CHATTANOOGA, Tennessee (AP) — Dr. Mary Holley has witnessed the ravages of methamphetamine.
As an obstetrician in Albertville, Alabama, she estimates about 10 percent of her pregnant patients are addicted.
One was “high as a kite. Comes in dilated 9 centimeters. She is pushing out her baby. I am trying to get the clothes off this woman so I can deliver this baby and a gun falls out of her bra,” Holley said.
But the methamphetamine epidemic in Appalachia has now become a personal crusade for Holley: Four years ago, her brother Jim shot and killed himself after a struggle with meth addiction.
“After he died, I started looking into it as a physician, as a scientist,” Holley wrote on her Web site. “What is this drug that destroyed his life in just two years?”
A photo of her brother appears on the Web site for Mothers Against Methamphetamine, or MAMa, a Christian ministry that Holley founded last year to fight the drug.
For the record, I’m against meth use. I’m more and more a conservative (but real world libertarian) as I age, but meth will always stay on my list of “for your own good” drugs.
As an EM resident I saw a lifetime of methed out patients.

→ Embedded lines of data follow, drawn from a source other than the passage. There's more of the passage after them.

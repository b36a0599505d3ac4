//! Configuration types for trackfetch

use crate::error::{Error, Result};
use serde::{Deserialize, Serialize};
use std::{net::SocketAddr, path::PathBuf, time::Duration};
use utoipa::ToSchema;

/// Download behavior configuration (directories, concurrency, queue bound)
///
/// Groups settings related to where tracks are fetched to, where they end up,
/// and how many are processed at once. Used as a nested sub-config within [`Config`].
#[derive(Clone, Debug, Serialize, Deserialize, ToSchema)]
pub struct DownloadConfig {
    /// Library root for published tracks (default: "./downloads")
    #[serde(default = "default_download_dir")]
    pub download_dir: PathBuf,

    /// Scratch directory for freshly acquired audio (default: "./temp")
    #[serde(default = "default_temp_dir")]
    pub temp_dir: PathBuf,

    /// Number of worker tasks draining the queue (default: 3)
    ///
    /// Kept low to avoid provider-side throttling, not for throughput.
    #[serde(default = "default_max_concurrent")]
    pub max_concurrent_downloads: usize,

    /// Maximum number of jobs waiting in the queue (None = unbounded)
    ///
    /// When set, a submission that would exceed the bound is rejected with
    /// [`Error::QueueFull`] instead of blocking the caller.
    #[serde(default)]
    pub max_queued_jobs: Option<usize>,

    /// Remove the temp file when tagging or publishing fails (default: true)
    ///
    /// When false the file is left in `temp_dir` and its path is logged.
    #[serde(default = "default_true")]
    pub delete_failed_temp: bool,
}

impl Default for DownloadConfig {
    fn default() -> Self {
        Self {
            download_dir: default_download_dir(),
            temp_dir: default_temp_dir(),
            max_concurrent_downloads: default_max_concurrent(),
            max_queued_jobs: None,
            delete_failed_temp: true,
        }
    }
}

/// External tool configuration for the yt-dlp acquirer
///
/// Used as a nested sub-config within [`Config`].
#[derive(Clone, Debug, Serialize, Deserialize, ToSchema)]
pub struct ToolsConfig {
    /// Path to the yt-dlp executable (auto-detected if None)
    #[serde(default)]
    pub yt_dlp_path: Option<PathBuf>,

    /// Whether to search PATH for yt-dlp if no explicit path is set (default: true)
    #[serde(default = "default_true")]
    pub search_path: bool,

    /// yt-dlp search extractor prefix (default: "ytsearch1")
    #[serde(default = "default_search_prefix")]
    pub search_prefix: String,

    /// Target MP3 quality passed to the extractor (default: "192K")
    #[serde(default = "default_audio_quality")]
    pub audio_quality: String,

    /// Upper bound on a single acquisition, in seconds (default: 600)
    #[serde(default = "default_acquire_timeout", with = "duration_serde")]
    #[schema(value_type = u64)]
    pub acquire_timeout: Duration,
}

impl Default for ToolsConfig {
    fn default() -> Self {
        Self {
            yt_dlp_path: None,
            search_path: true,
            search_prefix: default_search_prefix(),
            audio_quality: default_audio_quality(),
            acquire_timeout: default_acquire_timeout(),
        }
    }
}

/// Remote cover-art fetching
#[derive(Clone, Debug, Serialize, Deserialize, ToSchema)]
pub struct CoverArtConfig {
    /// Fetch and embed cover art when an image URL is supplied (default: true)
    #[serde(default = "default_true")]
    pub enabled: bool,

    /// Timeout for the whole image request, in seconds (default: 10)
    #[serde(default = "default_fetch_timeout", with = "duration_serde")]
    #[schema(value_type = u64)]
    pub fetch_timeout: Duration,

    /// Largest accepted image body in bytes (default: 10 MiB)
    #[serde(default = "default_max_cover_bytes")]
    pub max_bytes: usize,
}

impl Default for CoverArtConfig {
    fn default() -> Self {
        Self {
            enabled: true,
            fetch_timeout: default_fetch_timeout(),
            max_bytes: default_max_cover_bytes(),
        }
    }
}

/// Data storage configuration
#[derive(Clone, Debug, Serialize, Deserialize, ToSchema)]
pub struct PersistenceConfig {
    /// Database path (default: "./data/downloads.db")
    #[serde(default = "default_database_path")]
    pub database_path: PathBuf,
}

impl Default for PersistenceConfig {
    fn default() -> Self {
        Self {
            database_path: default_database_path(),
        }
    }
}

/// API and external server integration configuration
#[derive(Clone, Debug, Default, Serialize, Deserialize, ToSchema)]
pub struct ServerIntegrationConfig {
    /// REST API configuration
    #[serde(default)]
    pub api: ApiConfig,
}

/// REST API configuration
#[derive(Clone, Debug, Serialize, Deserialize, ToSchema)]
pub struct ApiConfig {
    /// Address to bind to (default: 127.0.0.1:8000)
    #[serde(default = "default_bind_address")]
    #[schema(value_type = String)]
    pub bind_address: SocketAddr,

    /// Enable CORS for browser access (default: true)
    #[serde(default = "default_true")]
    pub cors_enabled: bool,

    /// Allowed CORS origins (default: ["*"])
    #[serde(default = "default_cors_origins")]
    pub cors_origins: Vec<String>,

    /// Enable Swagger UI at /swagger-ui (default: true)
    #[serde(default = "default_true")]
    pub swagger_ui: bool,

    /// Interval between active-job snapshots on the SSE stream (default: 500)
    #[serde(default = "default_snapshot_interval_ms")]
    pub snapshot_interval_ms: u64,
}

impl Default for ApiConfig {
    fn default() -> Self {
        Self {
            bind_address: default_bind_address(),
            cors_enabled: true,
            cors_origins: default_cors_origins(),
            swagger_ui: true,
            snapshot_interval_ms: default_snapshot_interval_ms(),
        }
    }
}

impl ApiConfig {
    /// Snapshot interval as a [`Duration`]
    pub fn snapshot_interval(&self) -> Duration {
        Duration::from_millis(self.snapshot_interval_ms)
    }
}

/// Main configuration for [`TrackDownloader`](crate::TrackDownloader)
///
/// Download and tool settings are flattened, so the serialized form keeps
/// `download_dir`, `yt_dlp_path` etc. at the top level, while cover art,
/// persistence and the API stay nested.
#[derive(Clone, Debug, Default, Serialize, Deserialize, ToSchema)]
pub struct Config {
    /// Download behavior settings (directories, concurrency, queue bound)
    #[serde(flatten)]
    pub download: DownloadConfig,

    /// yt-dlp location and invocation settings
    #[serde(flatten)]
    pub tools: ToolsConfig,

    /// Cover-art fetching
    #[serde(default)]
    pub cover_art: CoverArtConfig,

    /// Data storage
    #[serde(default)]
    pub persistence: PersistenceConfig,

    /// API and external server integration
    #[serde(flatten)]
    pub server: ServerIntegrationConfig,
}

impl Config {
    /// Library root for published tracks
    pub fn download_dir(&self) -> &PathBuf {
        &self.download.download_dir
    }

    /// Scratch directory for acquired audio
    pub fn temp_dir(&self) -> &PathBuf {
        &self.download.temp_dir
    }

    /// Reject settings that would leave the downloader unable to make progress
    pub fn validate(&self) -> Result<()> {
        if self.download.max_concurrent_downloads == 0 {
            return Err(Error::Config {
                message: "max_concurrent_downloads must be at least 1".to_string(),
                key: Some("max_concurrent_downloads".to_string()),
            });
        }

        if self.download.max_queued_jobs == Some(0) {
            return Err(Error::Config {
                message: "max_queued_jobs must be at least 1 when set".to_string(),
                key: Some("max_queued_jobs".to_string()),
            });
        }

        if self.server.api.snapshot_interval_ms == 0 {
            return Err(Error::Config {
                message: "snapshot_interval_ms must be greater than zero".to_string(),
                key: Some("snapshot_interval_ms".to_string()),
            });
        }

        Ok(())
    }
}

fn default_download_dir() -> PathBuf {
    PathBuf::from("./downloads")
}

fn default_temp_dir() -> PathBuf {
    PathBuf::from("./temp")
}

fn default_max_concurrent() -> usize {
    3
}

fn default_database_path() -> PathBuf {
    PathBuf::from("./data/downloads.db")
}

fn default_true() -> bool {
    true
}

fn default_search_prefix() -> String {
    "ytsearch1".to_string()
}

fn default_audio_quality() -> String {
    "192K".to_string()
}

fn default_acquire_timeout() -> Duration {
    Duration::from_secs(600)
}

fn default_fetch_timeout() -> Duration {
    Duration::from_secs(10)
}

fn default_max_cover_bytes() -> usize {
    10 * 1024 * 1024
}

fn default_bind_address() -> SocketAddr {
    SocketAddr::from(([127, 0, 0, 1], 8000))
}

fn default_cors_origins() -> Vec<String> {
    vec!["*".to_string()]
}

fn default_snapshot_interval_ms() -> u64 {
    500
}

// Duration serialization helper
mod duration_serde {
    use serde::{Deserialize, Deserializer, Serializer};
    use std::time::Duration;

    pub fn serialize<S>(duration: &Duration, serializer: S) -> Result<S::Ok, S::Error>
    where
        S: Serializer,
    {
        serializer.serialize_u64(duration.as_secs())
    }

    pub fn deserialize<'de, D>(deserializer: D) -> Result<Duration, D::Error>
    where
        D: Deserializer<'de>,
    {
        let secs = u64::deserialize(deserializer)?;
        Ok(Duration::from_secs(secs))
    }
}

Gooned out, hypertensive, unable to focus, injured-but-unable-to-feel gooned out. While living in Fresno I got the crap scared out of me by a passenger in a car who was screaming at me. Because I was there, I guess. After another year I realized he was high on meth, and I was just there.
Second only, in my ER estimation, to heroin is meth in addictive qualities. Meth mouth is diagnostic, and unmistakable, like a half-dozen skin-popping abscesses.
I hope their cause does some good, I really do.